PROBLEM REQUIREMENTS:
Everything in the listing below must be set down again exactly.

INPUT RECORDS:
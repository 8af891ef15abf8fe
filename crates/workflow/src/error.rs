use ingest_core::error::CoreError;
use ingest_core::workflow::WorkflowMode;

use crate::services::ServiceError;

/// Errors a workflow operation reports to its caller.
///
/// Loader-phase failures are not here: they are recorded in
/// `WorkflowState::loader_error` and never leave the controller.
#[derive(Debug, thiserror::Error)]
pub enum WorkflowError {
    /// A domain rule rejected the operation (validation, duplicates).
    #[error(transparent)]
    Core(#[from] CoreError),

    /// The operation is not available in the current mode.
    #[error("Cannot {action} while in {mode} mode")]
    InvalidState {
        action: &'static str,
        mode: &'static str,
    },

    /// Another operation is still pending.
    #[error("Another operation is already in progress")]
    Busy,

    /// The content store rejected a manual submission.
    #[error("Failed to save content: {}", .0.detail())]
    Submit(#[source] ServiceError),

    /// The script registry could not be listed.
    #[error("Failed to list scripts: {}", .0.detail())]
    Registry(#[source] ServiceError),
}

impl WorkflowError {
    pub(crate) fn invalid_state(action: &'static str, mode: WorkflowMode) -> Self {
        Self::InvalidState {
            action,
            mode: mode.as_str(),
        }
    }
}

/// Convenience type alias for workflow operations.
pub type WorkflowResult<T> = Result<T, WorkflowError>;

TASK OUTPUT:
repository 8af891ef15abf8fe
filename crates/workflow/src/error.rs
use ingest_core::error::CoreError;
use ingest_core::workflow::WorkflowMode;

use crate::services::ServiceError;

/// Errors a workflow operation reports to its caller.
///
/// Loader-phase failures are not here: they are recorded in
/// `WorkflowState::loader_error` and never leave the controller.
#[derive(Debug, thiserror::Error)]
pub enum WorkflowError {
    /// A domain rule rejected the operation (validation, duplicates).
    #[error(transparent)]
    Core(#[from] CoreError),

    /// The operation is not available in the current mode.
    #[error("Cannot {action} while in {mode} mode")]
    InvalidState {
        action: &'static str,
        mode: &'static str,
    },

    /// Another operation is still pending.
    #[error("Another operation is already in progress")]
    Busy,

    /// The content store rejected a manual submission.
    #[error("Failed to save content: {}", .0.detail())]
    Submit(#[source] ServiceError),

    /// The script registry could not be listed.
    #[error("Failed to list scripts: {}", .0.detail())]
    Registry(#[source] ServiceError),
}

impl WorkflowError {
    pub(crate) fn invalid_state(action: &'static str, mode: WorkflowMode) -> Self {
        Self::InvalidState {
            action,
            mode: mode.as_str(),
        }
    }
}

/// Convenience type alias for workflow operations.
pub type WorkflowResult<T> = Result<T, WorkflowError>;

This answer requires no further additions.